───── Task input
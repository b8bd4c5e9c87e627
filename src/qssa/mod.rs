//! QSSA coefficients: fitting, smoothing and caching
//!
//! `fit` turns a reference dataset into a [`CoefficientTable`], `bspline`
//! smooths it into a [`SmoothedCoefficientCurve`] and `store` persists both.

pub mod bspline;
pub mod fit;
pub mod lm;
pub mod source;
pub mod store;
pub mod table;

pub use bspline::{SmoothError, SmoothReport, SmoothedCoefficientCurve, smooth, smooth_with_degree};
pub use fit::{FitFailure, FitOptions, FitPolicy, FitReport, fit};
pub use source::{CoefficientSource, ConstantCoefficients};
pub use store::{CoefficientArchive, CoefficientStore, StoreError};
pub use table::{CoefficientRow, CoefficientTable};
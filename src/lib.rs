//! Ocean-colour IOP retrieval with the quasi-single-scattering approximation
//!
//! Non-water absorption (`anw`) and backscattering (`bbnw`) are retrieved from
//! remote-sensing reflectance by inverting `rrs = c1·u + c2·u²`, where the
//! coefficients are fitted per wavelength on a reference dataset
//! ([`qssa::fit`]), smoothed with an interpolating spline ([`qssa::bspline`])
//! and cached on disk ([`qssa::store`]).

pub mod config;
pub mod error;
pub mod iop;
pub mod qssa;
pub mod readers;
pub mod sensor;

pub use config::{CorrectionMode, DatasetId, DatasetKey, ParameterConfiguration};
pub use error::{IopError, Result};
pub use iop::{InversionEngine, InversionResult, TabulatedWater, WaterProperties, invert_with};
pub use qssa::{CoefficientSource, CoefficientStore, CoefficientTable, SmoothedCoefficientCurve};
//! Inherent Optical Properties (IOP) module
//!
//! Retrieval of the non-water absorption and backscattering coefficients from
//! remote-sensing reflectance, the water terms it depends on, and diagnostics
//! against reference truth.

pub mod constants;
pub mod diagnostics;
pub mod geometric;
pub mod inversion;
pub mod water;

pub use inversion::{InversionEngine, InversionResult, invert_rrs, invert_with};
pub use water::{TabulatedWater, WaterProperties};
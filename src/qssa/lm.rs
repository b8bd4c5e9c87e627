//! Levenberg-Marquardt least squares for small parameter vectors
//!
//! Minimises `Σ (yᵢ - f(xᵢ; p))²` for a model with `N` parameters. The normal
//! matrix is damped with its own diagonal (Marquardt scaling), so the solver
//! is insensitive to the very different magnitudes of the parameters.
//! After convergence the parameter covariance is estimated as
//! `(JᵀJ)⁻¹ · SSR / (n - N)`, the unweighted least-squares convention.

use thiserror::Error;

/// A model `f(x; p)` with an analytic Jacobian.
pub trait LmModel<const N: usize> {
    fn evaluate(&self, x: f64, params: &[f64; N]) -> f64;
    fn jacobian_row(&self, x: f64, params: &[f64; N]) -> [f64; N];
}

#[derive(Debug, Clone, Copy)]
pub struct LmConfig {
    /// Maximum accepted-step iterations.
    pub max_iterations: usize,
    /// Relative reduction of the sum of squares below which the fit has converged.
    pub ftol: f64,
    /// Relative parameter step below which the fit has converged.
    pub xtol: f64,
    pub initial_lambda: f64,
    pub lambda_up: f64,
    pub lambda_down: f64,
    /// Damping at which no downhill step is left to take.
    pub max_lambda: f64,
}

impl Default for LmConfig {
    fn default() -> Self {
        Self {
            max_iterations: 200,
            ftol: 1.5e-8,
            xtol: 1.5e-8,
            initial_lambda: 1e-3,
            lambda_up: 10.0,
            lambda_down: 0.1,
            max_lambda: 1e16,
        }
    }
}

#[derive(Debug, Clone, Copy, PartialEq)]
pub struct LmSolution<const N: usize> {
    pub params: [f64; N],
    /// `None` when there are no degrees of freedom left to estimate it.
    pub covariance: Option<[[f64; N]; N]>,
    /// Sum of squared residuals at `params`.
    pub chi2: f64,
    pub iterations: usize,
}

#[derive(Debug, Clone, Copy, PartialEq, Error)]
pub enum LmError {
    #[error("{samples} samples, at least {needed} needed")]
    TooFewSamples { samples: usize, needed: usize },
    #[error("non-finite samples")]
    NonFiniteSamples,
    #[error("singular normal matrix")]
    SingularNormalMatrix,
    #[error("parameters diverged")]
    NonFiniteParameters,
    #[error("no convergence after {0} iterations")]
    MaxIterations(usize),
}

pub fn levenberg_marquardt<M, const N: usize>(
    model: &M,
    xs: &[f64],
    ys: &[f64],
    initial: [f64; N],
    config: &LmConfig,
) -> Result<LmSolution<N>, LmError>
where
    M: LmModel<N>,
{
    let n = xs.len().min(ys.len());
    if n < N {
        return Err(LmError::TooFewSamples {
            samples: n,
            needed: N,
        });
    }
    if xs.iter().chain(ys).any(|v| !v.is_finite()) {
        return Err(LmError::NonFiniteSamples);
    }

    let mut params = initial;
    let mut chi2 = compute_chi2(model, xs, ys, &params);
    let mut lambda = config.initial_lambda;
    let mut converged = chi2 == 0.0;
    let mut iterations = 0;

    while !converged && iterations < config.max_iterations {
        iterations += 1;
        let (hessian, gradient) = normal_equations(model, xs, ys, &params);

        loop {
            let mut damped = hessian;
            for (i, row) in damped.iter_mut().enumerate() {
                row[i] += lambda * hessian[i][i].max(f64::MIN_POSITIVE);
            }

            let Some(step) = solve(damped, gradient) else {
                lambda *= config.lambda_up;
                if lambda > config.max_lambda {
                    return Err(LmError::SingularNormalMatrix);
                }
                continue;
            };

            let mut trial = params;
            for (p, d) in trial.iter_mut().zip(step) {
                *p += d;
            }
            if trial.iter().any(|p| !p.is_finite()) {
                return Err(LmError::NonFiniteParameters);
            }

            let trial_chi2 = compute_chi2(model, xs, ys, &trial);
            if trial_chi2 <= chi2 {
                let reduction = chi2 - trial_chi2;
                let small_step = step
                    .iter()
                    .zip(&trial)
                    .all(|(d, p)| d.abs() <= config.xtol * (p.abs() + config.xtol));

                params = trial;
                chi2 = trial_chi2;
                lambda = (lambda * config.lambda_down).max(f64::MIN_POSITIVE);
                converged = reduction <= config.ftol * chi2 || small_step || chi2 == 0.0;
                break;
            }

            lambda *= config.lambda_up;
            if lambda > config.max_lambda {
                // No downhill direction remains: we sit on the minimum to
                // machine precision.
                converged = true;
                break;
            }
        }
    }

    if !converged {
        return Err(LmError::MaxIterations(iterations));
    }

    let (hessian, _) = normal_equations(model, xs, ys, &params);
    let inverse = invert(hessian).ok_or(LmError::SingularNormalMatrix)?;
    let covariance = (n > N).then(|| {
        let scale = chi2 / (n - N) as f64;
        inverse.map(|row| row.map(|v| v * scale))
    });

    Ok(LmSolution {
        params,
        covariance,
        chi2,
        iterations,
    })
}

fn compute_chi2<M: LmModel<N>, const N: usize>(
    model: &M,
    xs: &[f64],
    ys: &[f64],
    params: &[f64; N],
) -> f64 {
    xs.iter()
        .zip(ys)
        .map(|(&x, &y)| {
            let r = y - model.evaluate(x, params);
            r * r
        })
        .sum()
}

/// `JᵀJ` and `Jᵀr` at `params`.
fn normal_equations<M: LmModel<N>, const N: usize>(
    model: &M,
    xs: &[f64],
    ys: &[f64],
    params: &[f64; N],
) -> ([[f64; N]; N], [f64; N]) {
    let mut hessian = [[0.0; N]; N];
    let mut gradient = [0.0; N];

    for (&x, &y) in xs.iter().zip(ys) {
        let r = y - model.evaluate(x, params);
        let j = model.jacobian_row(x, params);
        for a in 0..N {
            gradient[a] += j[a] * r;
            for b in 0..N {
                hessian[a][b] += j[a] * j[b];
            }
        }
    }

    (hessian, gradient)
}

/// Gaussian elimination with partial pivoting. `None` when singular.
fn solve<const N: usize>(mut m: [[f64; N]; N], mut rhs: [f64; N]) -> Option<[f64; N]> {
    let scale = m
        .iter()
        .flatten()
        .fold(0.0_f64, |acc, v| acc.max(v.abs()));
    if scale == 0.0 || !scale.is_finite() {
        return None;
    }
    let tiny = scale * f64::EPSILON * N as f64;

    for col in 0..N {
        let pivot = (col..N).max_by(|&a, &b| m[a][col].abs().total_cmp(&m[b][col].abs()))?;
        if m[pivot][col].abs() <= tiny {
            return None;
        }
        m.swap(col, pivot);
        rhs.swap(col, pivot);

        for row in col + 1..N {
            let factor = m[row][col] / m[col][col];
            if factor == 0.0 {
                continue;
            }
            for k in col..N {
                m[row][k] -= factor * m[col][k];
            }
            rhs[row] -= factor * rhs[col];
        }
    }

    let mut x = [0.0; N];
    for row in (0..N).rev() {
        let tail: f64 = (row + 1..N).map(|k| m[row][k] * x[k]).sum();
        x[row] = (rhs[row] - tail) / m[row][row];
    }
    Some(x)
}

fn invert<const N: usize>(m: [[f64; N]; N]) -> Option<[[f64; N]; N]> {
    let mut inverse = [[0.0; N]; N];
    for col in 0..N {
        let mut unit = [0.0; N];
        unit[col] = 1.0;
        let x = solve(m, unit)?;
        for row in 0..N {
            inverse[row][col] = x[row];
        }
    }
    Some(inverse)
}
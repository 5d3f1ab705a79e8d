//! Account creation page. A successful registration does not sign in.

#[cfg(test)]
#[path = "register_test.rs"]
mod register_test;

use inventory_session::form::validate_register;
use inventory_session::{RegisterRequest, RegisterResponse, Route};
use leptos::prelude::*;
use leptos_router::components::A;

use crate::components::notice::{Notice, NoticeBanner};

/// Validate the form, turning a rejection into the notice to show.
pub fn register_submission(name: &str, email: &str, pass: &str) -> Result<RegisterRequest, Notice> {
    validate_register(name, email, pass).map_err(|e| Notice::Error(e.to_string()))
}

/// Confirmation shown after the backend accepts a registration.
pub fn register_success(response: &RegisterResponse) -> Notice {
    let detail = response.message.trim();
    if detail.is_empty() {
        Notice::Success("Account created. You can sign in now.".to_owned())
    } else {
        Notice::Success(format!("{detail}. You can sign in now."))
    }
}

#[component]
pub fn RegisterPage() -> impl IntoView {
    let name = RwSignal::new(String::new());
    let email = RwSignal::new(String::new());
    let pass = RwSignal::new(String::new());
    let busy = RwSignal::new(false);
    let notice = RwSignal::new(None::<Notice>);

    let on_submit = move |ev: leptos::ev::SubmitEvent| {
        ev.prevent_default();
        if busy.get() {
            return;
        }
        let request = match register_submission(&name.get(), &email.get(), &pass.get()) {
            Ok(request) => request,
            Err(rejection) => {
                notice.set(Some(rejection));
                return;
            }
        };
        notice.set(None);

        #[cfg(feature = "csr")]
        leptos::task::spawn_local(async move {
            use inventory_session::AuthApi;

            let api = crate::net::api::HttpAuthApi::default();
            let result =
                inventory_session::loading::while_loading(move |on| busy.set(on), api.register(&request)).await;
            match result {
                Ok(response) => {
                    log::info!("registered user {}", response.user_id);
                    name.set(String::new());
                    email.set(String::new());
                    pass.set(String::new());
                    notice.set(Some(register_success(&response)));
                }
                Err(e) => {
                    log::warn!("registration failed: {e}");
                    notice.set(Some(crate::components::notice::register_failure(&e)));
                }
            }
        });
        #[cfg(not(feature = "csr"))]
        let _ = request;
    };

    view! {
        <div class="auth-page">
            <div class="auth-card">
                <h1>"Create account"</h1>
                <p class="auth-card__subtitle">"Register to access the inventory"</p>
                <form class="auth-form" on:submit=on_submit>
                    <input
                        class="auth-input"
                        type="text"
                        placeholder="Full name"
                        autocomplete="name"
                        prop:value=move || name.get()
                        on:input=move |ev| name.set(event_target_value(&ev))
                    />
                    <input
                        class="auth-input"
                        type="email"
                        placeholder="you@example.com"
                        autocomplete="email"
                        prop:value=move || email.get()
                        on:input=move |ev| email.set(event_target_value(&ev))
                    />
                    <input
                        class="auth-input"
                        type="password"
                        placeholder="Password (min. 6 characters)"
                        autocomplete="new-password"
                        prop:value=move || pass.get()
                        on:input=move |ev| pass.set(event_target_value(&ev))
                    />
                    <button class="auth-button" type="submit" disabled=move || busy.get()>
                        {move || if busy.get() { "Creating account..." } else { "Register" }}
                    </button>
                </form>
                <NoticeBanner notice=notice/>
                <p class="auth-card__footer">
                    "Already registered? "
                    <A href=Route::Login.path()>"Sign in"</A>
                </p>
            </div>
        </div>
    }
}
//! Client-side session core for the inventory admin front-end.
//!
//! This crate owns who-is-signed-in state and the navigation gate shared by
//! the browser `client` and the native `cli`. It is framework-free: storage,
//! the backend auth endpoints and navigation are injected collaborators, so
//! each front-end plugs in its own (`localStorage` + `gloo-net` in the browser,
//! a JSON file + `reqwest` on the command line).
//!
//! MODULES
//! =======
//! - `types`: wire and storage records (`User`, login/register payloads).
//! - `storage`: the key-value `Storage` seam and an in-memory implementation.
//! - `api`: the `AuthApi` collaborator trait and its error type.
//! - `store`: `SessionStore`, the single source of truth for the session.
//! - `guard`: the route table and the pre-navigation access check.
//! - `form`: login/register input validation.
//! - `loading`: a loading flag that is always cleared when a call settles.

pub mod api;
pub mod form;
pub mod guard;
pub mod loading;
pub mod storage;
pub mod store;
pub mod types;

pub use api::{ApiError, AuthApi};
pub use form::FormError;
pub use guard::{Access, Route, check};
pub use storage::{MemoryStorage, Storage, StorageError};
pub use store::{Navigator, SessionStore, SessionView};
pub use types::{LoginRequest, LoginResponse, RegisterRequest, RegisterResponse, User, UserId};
──────────
Work instruction |
Repeat the entries verbatim through the line with "are retrieved from".

Your solution |
repository b8bd4c5e9c87e627
filename src/qssa/mod.rs
//! QSSA coefficients: fitting, smoothing and caching
//!
//! `fit` turns a reference dataset into a [`CoefficientTable`], `bspline`
//! smooths it into a [`SmoothedCoefficientCurve`] and `store` persists both.

pub mod bspline;
pub mod fit;
pub mod lm;
pub mod source;
pub mod store;
pub mod table;

pub use bspline::{SmoothError, SmoothReport, SmoothedCoefficientCurve, smooth, smooth_with_degree};
pub use fit::{FitFailure, FitOptions, FitPolicy, FitReport, fit};
pub use source::{CoefficientSource, ConstantCoefficients};
pub use store::{CoefficientArchive, CoefficientStore, StoreError};
pub use table::{CoefficientRow, CoefficientTable};
filename src/lib.rs
//! Ocean-colour IOP retrieval with the quasi-single-scattering approximation
//!
//! Non-water absorption (`anw`) and backscattering (`bbnw`) are retrieved from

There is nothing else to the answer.